Tetracycline-induced hepatotoxicity was initially described in 1951. Deleterious pathological effects on liver cell metabolism manifested as fine droplet fatty metamorphosis and occurred when high doses were administered for long periods of time [4, 7, 9-14]. Parenteral doses greater than 2 gm/day of tetracyclines caused a majority of hepatotoxic events [14]. Our patient also received antimicrobial doses of tetracycline, but she was given only oral formulas not exceeding 1,500 mg daily. Steatosis was not present in her liver biopsy. Because tetracyclines are dependent on biliary excretion, it is recommended that these not be given to patients with preexisting liver disease [11]. Although our patient had no preexisting liver disease, she took methotrexate, another potentially hepatotoxic drug, prior to treatment with tetracycline. There is no evidence, however, of increased hepatic damage in patients taking other hepatotoxic drugs with tetracycline or even in patients with preexisting liver disease [7].

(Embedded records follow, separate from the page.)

//! Contains functionality to read a CVRP subset of TSPLIB95 format.

mod reader;
pub use self::reader::{TsplibInfo, TsplibProblem};
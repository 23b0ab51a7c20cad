use super::*;

#[test]
fn can_read_full_config() {
    let json = r#"{
        "ants": 4,
        "q0Range": [0.5, 0.9],
        "beta": 3.0,
        "rho": 0.2,
        "rounds": 5,
        "seed": 42,
        "verbose": true
    }"#;

    let config = read_config(BufReader::new(json.as_bytes())).unwrap();

    assert_eq!(config.ants, Some(4));
    assert_eq!(config.q0_range, Some((0.5, 0.9)));
    assert_eq!(config.beta, Some(3.));
    assert_eq!(config.rho, Some(0.2));
    assert_eq!(config.rounds(), 5);
    assert_eq!(config.seed, Some(42));
    assert_eq!(config.verbose, Some(true));

    let colony_config = create_colony_config(&config);
    assert_eq!(colony_config.ants, 4);
    assert_eq!(colony_config.q0_range, (0.5, 0.9));
    assert_eq!(colony_config.beta, 3.);
    assert_eq!(colony_config.rho, 0.2);
}

#[test]
fn can_use_defaults_for_missing_values() {
    let config = read_config(BufReader::new("{}".as_bytes())).unwrap();

    let colony_config = create_colony_config(&config);
    let default = ColonyConfig::default();

    assert_eq!(config.rounds(), DEFAULT_ROUNDS);
    assert_eq!(config.seed, None);
    assert_eq!(colony_config.ants, default.ants);
    assert_eq!(colony_config.q0_range, default.q0_range);
    assert_eq!(colony_config.beta, default.beta);
    assert_eq!(colony_config.rho, default.rho);
}

#[test]
fn can_reject_unknown_fields() {
    let result = read_config(BufReader::new(r#"{ "antz": 4 }"#.as_bytes()));

    assert!(result.err().is_some_and(|err| err.to_string().starts_with("cannot deserialize config")));
}
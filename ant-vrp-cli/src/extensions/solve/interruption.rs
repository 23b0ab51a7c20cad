//! Interruption handler.

use ant_vrp_core::prelude::GenericError;
use std::sync::atomic::{AtomicBool, Ordering};
use std::sync::{Arc, Mutex, PoisonError};

/// Returns a flag which is raised on Ctrl-C. The handler is installed once per process, later
/// calls share the same flag.
pub fn create_interruption_flag() -> Result<Arc<AtomicBool>, GenericError> {
    static INSTALLED: Mutex<Option<Arc<AtomicBool>>> = Mutex::new(None);

    let mut installed = INSTALLED.lock().unwrap_or_else(PoisonError::into_inner);
    if let Some(should_interrupt) = installed.as_ref() {
        return Ok(should_interrupt.clone());
    }

    let should_interrupt = Arc::new(AtomicBool::new(false));

    ctrlc::set_handler({
        let should_interrupt = should_interrupt.clone();
        move || {
            should_interrupt.store(true, Ordering::Relaxed);
        }
    })
    .map_err(|err| format!("cannot set interruption handler: '{err}'"))?;

    *installed = Some(should_interrupt.clone());

    Ok(should_interrupt)
}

Pregnant women are susceptible to developing hepatic damage when treated with tetracyclines, especially large intravenous doses [7, 10, 12-15]. Physiologic changes of pregnancy are likely responsible for this, but the specific mechanisms that increase susceptibility during pregnancy are unknown. Our patient may have had systemic changes making her more vulnerable to the hepatotoxic effects of tetracycline such as multiple prior courses of immunosuppressants and concomitant autoimmune thyroid disease and breast cancer. In a study of pregnant patients being treated with tetracycline for pyelonephritis, LFTs showed increased free and conjugated bilirubin, serum glutamic oxaloacetic transaminase (SGOT), and alkaline phosphatase [15]. Postmortem examinations in these patients who died from terminal shock revealed fine droplet metamorphosis of liver lobules without inflammation or biliary obstruction. Similarly, elevated alkaline phosphatase without biliary obstruction was seen in our patient, but she did have mild inflammation of the portal triad.

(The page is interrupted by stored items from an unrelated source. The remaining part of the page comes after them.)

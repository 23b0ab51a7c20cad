#[cfg(test)]
#[path = "../../tests/unit/solver/ant_test.rs"]
mod ant_test;

use super::{Colony, StartSignal};
use crate::construction::{AntError, AntParams, ConstructionContext, construct_routes};
use crate::models::Problem;
use crate::models::solution::{AntSolution, UsedEdges, route_cost};
use crate::refinement::{ExchangeTwoOpt, LocalOperator};
use crate::utils::{Environment, GenericResult, Random};
use rustc_hash::FxHashMap;
use std::sync::Arc;
use std::thread::{self, JoinHandle};

/// An ant agent: constructs a complete multi-vehicle solution once per round.
pub struct Ant {
    id: usize,
    params: AntParams,
    random: Arc<dyn Random + Send + Sync>,
    local_search: Arc<dyn LocalOperator + Send + Sync>,
    environment: Arc<Environment>,
}

impl Ant {
    /// Creates a new ant which refines its routes with 2-opt.
    pub fn new(
        id: usize,
        params: AntParams,
        random: Arc<dyn Random + Send + Sync>,
        environment: Arc<Environment>,
    ) -> Self {
        Self { id, params, random, local_search: Arc::new(ExchangeTwoOpt::default()), environment }
    }

    /// Sets a local search operator used to refine constructed routes.
    pub fn with_local_search(mut self, local_search: Arc<dyn LocalOperator + Send + Sync>) -> Self {
        self.local_search = local_search;
        self
    }

    /// Returns ant id.
    pub fn id(&self) -> usize {
        self.id
    }

    /// Returns decision policy parameters.
    pub fn params(&self) -> &AntParams {
        &self.params
    }

    /// Runs a single round: constructs routes, refines each of them and evaluates the result.
    /// Cost and used edges are recalculated from refined routes.
    pub fn run_round(&self, problem: &Problem) -> Result<AntSolution, AntError> {
        let graph = problem.graph.as_ref();
        let ctx = ConstructionContext {
            ant_id: self.id,
            params: &self.params,
            random: self.random.as_ref(),
            environment: self.environment.as_ref(),
        };

        let constructed = construct_routes(&ctx, problem)?;

        let routes = constructed
            .routes
            .into_iter()
            .map(|(vehicle_id, route)| (vehicle_id, self.local_search.optimize(route, graph)))
            .collect::<FxHashMap<_, _>>();

        let cost = routes.values().map(|route| route_cost(route, graph)).sum::<f64>();
        let used_edges = UsedEdges::from_routes(graph.size(), routes.values());

        self.environment.log_verbose(|| {
            format!("ant {}: {} route(s), cost {cost:.3} (constructed {:.3})", self.id, routes.len(), constructed.cost)
        });

        Ok(AntSolution { ant_id: self.id, routes, visits: constructed.visits, cost, used_edges })
    }

    /// Starts the ant on a dedicated thread. The ant waits for a round to be started by the
    /// returned handle, runs it and reports the result to the colony, until terminated.
    pub fn spawn(self, colony: Arc<dyn Colony>) -> GenericResult<AntHandle> {
        let id = self.id;
        let signal = Arc::new(StartSignal::default());

        let thread = thread::Builder::new().name(format!("ant-{id}")).spawn({
            let signal = signal.clone();
            move || self.run(signal.as_ref(), colony.as_ref())
        })?;

        Ok(AntHandle { id, signal, thread: Some(thread) })
    }

    fn run(self, signal: &StartSignal, colony: &dyn Colony) {
        loop {
            let problem = colony.problem();

            if !signal.wait_for_start() {
                break;
            }

            let result = self.run_round(problem.as_ref());

            signal.finish_round();
            colony.update(self.id, result);
        }

        self.environment.log_verbose(|| format!("ant {} terminated", self.id));
    }
}

/// A handle to control the ant running on its own thread.
pub struct AntHandle {
    id: usize,
    signal: Arc<StartSignal>,
    thread: Option<JoinHandle<()>>,
}

impl AntHandle {
    /// Returns ant id.
    pub fn id(&self) -> usize {
        self.id
    }

    /// Starts a new round. Does nothing if the ant is terminated.
    pub fn signal_start(&self) {
        self.signal.signal_start();
    }

    /// Requests the ant to terminate. A waiting ant exits immediately, a running one exits after
    /// finishing its current round.
    pub fn terminate(&self) {
        self.signal.terminate();
    }

    /// Checks whether termination was requested.
    pub fn is_terminated(&self) -> bool {
        self.signal.is_terminated()
    }

    /// Checks whether the ant's thread has exited.
    pub fn is_finished(&self) -> bool {
        self.thread.as_ref().is_none_or(|thread| thread.is_finished())
    }

    /// Terminates the ant and waits until its thread exits.
    pub fn join(mut self) -> GenericResult<()> {
        self.terminate();
        self.join_thread()
    }

    fn join_thread(&mut self) -> GenericResult<()> {
        match self.thread.take() {
            Some(thread) => thread.join().map_err(|_| format!("ant {} has panicked", self.id).into()),
            None => Ok(()),
        }
    }
}

impl Drop for AntHandle {
    fn drop(&mut self) {
        self.signal.terminate();
        let _ = self.join_thread();
    }
}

Warning signs of liver damage may include nausea, vomiting, jaundice, wide fluctuations in temperature, azotemia, acidosis, melena, and hematemesis [15]. Our patient did not have any of these symptoms, but she did have fatigue, edema, and weakness that worsened directly with her liver abnormalities. Hepatotoxicity may occur in the absence of obvious risk factors because current and past users are at increased risk of developing hepatotoxicity, despite the dose amount or duration [6]. Whites, like our patient, are the largest ethnic group represented in cases of hepatotoxicity followed by Hawaiian/Pacific Islanders and then African-Americans, thus genetic variability may be linked with susceptibility. In support of this idea, tetracycline produces global changes in hepatic gene expression in mice [16]. This may be significant in fields, like dermatology, in which tetracyclines are prescribed to a variety of patient populations with unpredictable genetic susceptibilities to hepatotoxicity.


We report the case of a patient with a rare manifestation of tetracycline-induced hepatotoxicity. Pregnancy, impaired kidney function, preexisting liver disease, extensive infection, and high doses of the drug are risk factors for tetracycline hepatotoxicity. In the presence of these conditions, a more careful consideration is warranted. Even patients like ours, without obvious risk factors have the potential to develop liver toxicity with antimicrobial doses of the drug. Nevertheless, this is not a reason to discontinue use of an efficacious, inexpensive, and adherence-friendly rosacea medication. Attention to clinical signs of liver disturbance allows abnormalities to be caught and corrected, either by stopping or decreasing the dose of the drug. Because high antibacterial doses of tetracycline are consistently found in cases of hepatoxicity, subantibacterial doses will likely result in fewer cases. Considering the dose-dependency of tetracycline hepatotoxicity and the desire to reduce antibiotic resistance, subantimicrobial doses may be the safest, yet still effective regimen for rosacea.